[PLUG] Practical shell Implementation of the login command.

Amarendra Godbole amarendra.godbole at gmail.com
Fri Jul 30 05:14:43 IST 2010


On Thu, Jul 29, 2010 at 10:29 PM, Kulkarni Shantanu
<linux at shantanukulkarni.org> wrote:
> * Amarendra Godbole <amarendra.godbole at gmail.com> [100729 22:19]:
>> I have moved over to the OpenBSD land, and things are 100% better -
>> maintaining man page accuracy is one of the primary aim of the group.
>
> have you moved your desktop machine (laptop) on obsd? what was the
> primary reason for doing so. i would like to switch to obsd but i find 2
> things holding me back,
>
> is there good hardware support especially in case of laptops and
> desktops?
> is there a decent package mgt. system like apt or yum which provide
> bleeding edge packages (i am not too bothered about security on my
> desktops, i leave that to gateway server)?
[...]

Yes, my laptop IBM Thinkpad X61s runs OpenBSD 4.8-beta as I type on
it. Everything I require is supported - network card, wireless card,
and they do have reasonable package management support via pkg_*
commands.

It mostly supports that h/w for which specifications are available,
except for the intel wireless cards for which drivers had to be
reverse engineered (Intel specs are closed.).
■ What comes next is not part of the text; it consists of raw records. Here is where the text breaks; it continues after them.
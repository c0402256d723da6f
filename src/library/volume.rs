//! Volume and issue entities and their store.

use sqlx::Row;
use sqlx::sqlite::SqliteRow;
use tracing::instrument;

use super::error::LibraryError;
use crate::db::Database;
use crate::fingerprint::{SpecialVersion, extract_year_from_date};

/// A volume as stored in the library.
#[derive(Debug, Clone, PartialEq)]
pub struct VolumeData {
    pub id: i64,
    pub comicvine_id: i64,
    pub title: String,
    pub alt_title: Option<String>,
    pub year: Option<i32>,
    pub publisher: Option<String>,
    pub volume_number: i32,
    pub description: Option<String>,
    pub folder: String,
    pub root_folder: i64,
    pub monitored: bool,
    pub special_version: Option<SpecialVersion>,
    pub special_version_locked: bool,
    pub last_cv_fetch: i64,
}

impl sqlx::FromRow<'_, SqliteRow> for VolumeData {
    fn from_row(row: &SqliteRow) -> Result<Self, sqlx::Error> {
        Ok(Self {
            id: row.try_get("id")?,
            comicvine_id: row.try_get("comicvine_id")?,
            title: row.try_get("title")?,
            alt_title: row.try_get("alt_title")?,
            year: row.try_get("year")?,
            publisher: row.try_get("publisher")?,
            volume_number: row.try_get("volume_number")?,
            description: row.try_get("description")?,
            folder: row.try_get("folder")?,
            root_folder: row.try_get("root_folder")?,
            monitored: row.try_get("monitored")?,
            special_version: row
                .try_get::<Option<String>, _>("special_version")?
                .as_deref()
                .and_then(SpecialVersion::from_str_opt),
            special_version_locked: row.try_get("special_version_locked")?,
            last_cv_fetch: row.try_get("last_cv_fetch")?,
        })
    }
}

/// One numbered unit within a volume.
#[derive(Debug, Clone, PartialEq, sqlx::FromRow)]
pub struct IssueData {
    pub id: i64,
    pub volume_id: i64,
    pub comicvine_id: i64,
    pub issue_number: String,
    pub calculated_issue_number: f64,
    pub title: Option<String>,
    pub date: Option<String>,
    pub description: Option<String>,
    pub monitored: bool,
}

/// Fields for registering a new volume.
#[derive(Debug, Clone)]
pub struct NewVolume {
    pub comicvine_id: i64,
    pub title: String,
    pub alt_title: Option<String>,
    pub year: Option<i32>,
    pub publisher: Option<String>,
    pub volume_number: i32,
    pub description: Option<String>,
    pub folder: String,
    pub root_folder: i64,
    pub special_version: Option<SpecialVersion>,
}

/// Fields for registering a new issue of a volume.
#[derive(Debug, Clone)]
pub struct NewIssue {
    pub comicvine_id: i64,
    pub issue_number: String,
    pub calculated_issue_number: f64,
    pub title: Option<String>,
    pub date: Option<String>,
    pub description: Option<String>,
    pub monitored: bool,
}

/// Lookup from calculated issue number to release year, for all issues of a
/// volume. Calculated numbers come out of the same conversion everywhere, so
/// near-equality is exact enough for membership.
#[derive(Debug, Default, Clone)]
pub struct IssueYearIndex {
    entries: Vec<(f64, Option<i32>)>,
}

impl IssueYearIndex {
    /// Builds the index from a volume's issues.
    #[must_use]
    pub fn from_issues(issues: &[IssueData]) -> Self {
        Self {
            entries: issues
                .iter()
                .map(|i| {
                    (
                        i.calculated_issue_number,
                        extract_year_from_date(i.date.as_deref()),
                    )
                })
                .collect(),
        }
    }

    /// Whether an issue with this calculated number exists.
    #[must_use]
    pub fn contains(&self, number: f64) -> bool {
        self.entries.iter().any(|(n, _)| approx_eq(*n, number))
    }

    /// The release year of the issue with this calculated number.
    #[must_use]
    pub fn year_of(&self, number: Option<f64>) -> Option<i32> {
        let number = number?;
        self.entries
            .iter()
            .find(|(n, _)| approx_eq(*n, number))
            .and_then(|(_, y)| *y)
    }
}

/// Near-equality for calculated issue numbers.
#[must_use]
pub fn approx_eq(a: f64, b: f64) -> bool {
    (a - b).abs() < 1e-9
}

/// Store for volumes and their issues.
#[derive(Debug, Clone)]
pub struct VolumeStore {
    db: Database,
}

impl VolumeStore {
    /// Creates a new store over the given database.
    #[must_use]
    pub fn new(db: Database) -> Self {
        Self { db }
    }

    /// Registers a volume.
    ///
    /// # Errors
    ///
    /// Returns [`LibraryError::Database`] if the insert fails.
    #[instrument(skip(self, volume), fields(cv_id = volume.comicvine_id, title = %volume.title))]
    pub async fn add(&self, volume: &NewVolume) -> Result<i64, LibraryError> {
        let result = sqlx::query(
            r"INSERT INTO volumes (
                comicvine_id, title, alt_title, year, publisher, volume_number,
                description, folder, root_folder, monitored, special_version,
                special_version_locked, last_cv_fetch
              )
              VALUES (?, ?, ?, ?, ?, ?, ?, ?, ?, 1, ?, 0, 0)
              RETURNING id",
        )
        .bind(volume.comicvine_id)
        .bind(&volume.title)
        .bind(&volume.alt_title)
        .bind(volume.year)
        .bind(&volume.publisher)
        .bind(volume.volume_number)
        .bind(&volume.description)
        .bind(&volume.folder)
        .bind(volume.root_folder)
        .bind(volume.special_version.map(SpecialVersion::as_str))
        .fetch_one(self.db.pool())
        .await?;

        Ok(result.get("id"))
    }

    /// Gets a volume by ID.
    ///
    /// # Errors
    ///
    /// Returns [`LibraryError::VolumeNotFound`] if no volume exists with the
    /// given ID, [`LibraryError::Database`] if the query fails.
    #[instrument(skip(self))]
    pub async fn get_data(&self, volume_id: i64) -> Result<VolumeData, LibraryError> {
        sqlx::query_as::<_, VolumeData>(r"SELECT * FROM volumes WHERE id = ?")
            .bind(volume_id)
            .fetch_optional(self.db.pool())
            .await?
            .ok_or(LibraryError::VolumeNotFound(volume_id))
    }

    /// Lists all volumes ordered by title, year and volume number.
    ///
    /// # Errors
    ///
    /// Returns [`LibraryError::Database`] if the query fails.
    #[instrument(skip(self))]
    pub async fn list(&self) -> Result<Vec<VolumeData>, LibraryError> {
        Ok(sqlx::query_as::<_, VolumeData>(
            r"SELECT * FROM volumes ORDER BY title, year, volume_number",
        )
        .fetch_all(self.db.pool())
        .await?)
    }

    /// Updates the monitored flag of a volume.
    ///
    /// # Errors
    ///
    /// Returns [`LibraryError::VolumeNotFound`] if no volume exists with the
    /// given ID, [`LibraryError::Database`] if the update fails.
    #[instrument(skip(self))]
    pub async fn set_monitored(&self, volume_id: i64, monitored: bool) -> Result<(), LibraryError> {
        let result = sqlx::query(r"UPDATE volumes SET monitored = ? WHERE id = ?")
            .bind(monitored)
            .bind(volume_id)
            .execute(self.db.pool())
            .await?;
        if result.rows_affected() == 0 {
            return Err(LibraryError::VolumeNotFound(volume_id));
        }
        Ok(())
    }

    /// Updates the folder of a volume after a move.
    ///
    /// # Errors
    ///
    /// Returns [`LibraryError::VolumeNotFound`] if no volume exists with the
    /// given ID, [`LibraryError::Database`] if the update fails.
    #[instrument(skip(self), fields(folder = %folder))]
    pub async fn set_folder(&self, volume_id: i64, folder: &str) -> Result<(), LibraryError> {
        let result = sqlx::query(r"UPDATE volumes SET folder = ? WHERE id = ?")
            .bind(folder)
            .bind(volume_id)
            .execute(self.db.pool())
            .await?;
        if result.rows_affected() == 0 {
            return Err(LibraryError::VolumeNotFound(volume_id));
        }
        Ok(())
    }

    /// Registers an issue of a volume, updating it if the external ID is
    /// already known.
    ///
    /// # Errors
    ///
    /// Returns [`LibraryError::Database`] if the upsert fails.
    #[instrument(skip(self, issue), fields(cv_id = issue.comicvine_id))]
    pub async fn upsert_issue(&self, volume_id: i64, issue: &NewIssue) -> Result<i64, LibraryError> {
        let result = sqlx::query(
            r"INSERT INTO issues (
                volume_id, comicvine_id, issue_number, calculated_issue_number,
                title, date, description, monitored
              )
              VALUES (?, ?, ?, ?, ?, ?, ?, ?)
              ON CONFLICT(comicvine_id) DO UPDATE SET
                issue_number = excluded.issue_number,
                calculated_issue_number = excluded.calculated_issue_number,
                title = excluded.title,
                date = excluded.date,
                description = excluded.description
              RETURNING id",
        )
        .bind(volume_id)
        .bind(issue.comicvine_id)
        .bind(&issue.issue_number)
        .bind(issue.calculated_issue_number)
        .bind(&issue.title)
        .bind(&issue.date)
        .bind(&issue.description)
        .bind(issue.monitored)
        .fetch_one(self.db.pool())
        .await?;

        Ok(result.get("id"))
    }

    /// All issues of a volume, ordered by calculated number.
    ///
    /// # Errors
    ///
    /// Returns [`LibraryError::Database`] if the query fails.
    #[instrument(skip(self))]
    pub async fn get_issues(&self, volume_id: i64) -> Result<Vec<IssueData>, LibraryError> {
        Ok(sqlx::query_as::<_, IssueData>(
            r"SELECT * FROM issues
              WHERE volume_id = ?
              ORDER BY calculated_issue_number",
        )
        .bind(volume_id)
        .fetch_all(self.db.pool())
        .await?)
    }

    /// Gets an issue by ID.
    ///
    /// # Errors
    ///
    /// Returns [`LibraryError::IssueNotFound`] if no issue exists with the
    /// given ID, [`LibraryError::Database`] if the query fails.
    #[instrument(skip(self))]
    pub async fn get_issue(&self, issue_id: i64) -> Result<IssueData, LibraryError> {
        sqlx::query_as::<_, IssueData>(r"SELECT * FROM issues WHERE id = ?")
            .bind(issue_id)
            .fetch_optional(self.db.pool())
            .await?
            .ok_or_else(|| LibraryError::IssueNotFound(issue_id.to_string()))
    }

    /// Gets the issue of a volume with the given calculated number.
    ///
    /// # Errors
    ///
    /// Returns [`LibraryError::IssueNotFound`] if the volume has no issue
    /// with that number, [`LibraryError::Database`] if the query fails.
    #[instrument(skip(self))]
    pub async fn issue_by_calc_number(
        &self,
        volume_id: i64,
        calculated_issue_number: f64,
    ) -> Result<IssueData, LibraryError> {
        sqlx::query_as::<_, IssueData>(
            r"SELECT * FROM issues
              WHERE volume_id = ? AND calculated_issue_number BETWEEN ? AND ?",
        )
        .bind(volume_id)
        .bind(calculated_issue_number - 1e-9)
        .bind(calculated_issue_number + 1e-9)
        .fetch_optional(self.db.pool())
        .await?
        .ok_or_else(|| {
            LibraryError::IssueNotFound(format!("{volume_id}:#{calculated_issue_number}"))
        })
    }

    /// All issues of a volume whose calculated number falls in the inclusive
    /// range.
    ///
    /// # Errors
    ///
    /// Returns [`LibraryError::Database`] if the query fails.
    #[instrument(skip(self))]
    pub async fn get_issues_in_range(
        &self,
        volume_id: i64,
        start: f64,
        end: f64,
    ) -> Result<Vec<IssueData>, LibraryError> {
        Ok(sqlx::query_as::<_, IssueData>(
            r"SELECT * FROM issues
              WHERE volume_id = ? AND calculated_issue_number BETWEEN ? AND ?
              ORDER BY calculated_issue_number",
        )
        .bind(volume_id)
        .bind(start - 1e-9)
        .bind(end + 1e-9)
        .fetch_all(self.db.pool())
        .await?)
    }

    /// Issues of a volume that are monitored and have no file yet.
    ///
    /// # Errors
    ///
    /// Returns [`LibraryError::Database`] if the query fails.
    #[instrument(skip(self))]
    pub async fn get_open_issues(&self, volume_id: i64) -> Result<Vec<IssueData>, LibraryError> {
        Ok(sqlx::query_as::<_, IssueData>(
            r"SELECT issues.* FROM issues
              LEFT JOIN issues_files ON issues.id = issues_files.issue_id
              WHERE issues.volume_id = ?
                AND issues.monitored = 1
                AND issues_files.file_id IS NULL
              ORDER BY issues.calculated_issue_number",
        )
        .bind(volume_id)
        .fetch_all(self.db.pool())
        .await?)
    }

    /// The date of the last released issue of a volume.
    ///
    /// # Errors
    ///
    /// Returns [`LibraryError::Database`] if the query fails.
    #[instrument(skip(self))]
    pub async fn get_last_issue_date(&self, volume_id: i64) -> Result<Option<String>, LibraryError> {
        Ok(sqlx::query_scalar(
            r"SELECT MAX(date) FROM issues WHERE volume_id = ? AND date IS NOT NULL",
        )
        .bind(volume_id)
        .fetch_one(self.db.pool())
        .await?)
    }

    /// The year of the last released issue. Returns `None` when no issue has
    /// a date, leaving the decision to the caller.
    ///
    /// # Errors
    ///
    /// Returns [`LibraryError::Database`] if the query fails.
    #[instrument(skip(self))]
    pub async fn get_ending_year(&self, volume_id: i64) -> Result<Option<i32>, LibraryError> {
        let date = self.get_last_issue_date(volume_id).await?;
        Ok(extract_year_from_date(date.as_deref()))
    }
}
Some interesting features of OpenBSD are:
(1) No binary drivers used -- almost all drivers are either reverse
engineered or written ground up. Another way of saying this, no binary
blobs are accepted from the card vendors. Intel wireless cards are an
exception, and they come with the obvious disclaimer.
(2) All updates are via source code, no prepackaged binary patches
made (except for if you install new packages).
(3) The entire is very lean and mean - install takes 10 minutes flat,
while boot time is under a minute. The entire ISO image of OpenBSD 4.7
is ~250M, including all X.
(4) Kernel build takes ~15 minutes, userland ~2 hrs., and X also ~2
hrs. The entire kernel, userland, and X is written and maintained by
OpenBSD - no borrowed parts.
(5) Most importantly - no licensing baggage, almost everything is BSD
licensed, which I prefer these days (yeah, philosophy).
(6) Releases every six months, on 1 May and 1 Nov (there maybe some
delta of days, but these are usual dates).

But yes, not all h/w is supported, especially if you get the "latest
and greatest", along with many closed video card drivers. I don't feel
a need for these on my laptop, and hence I am perfectly fine. YMMV.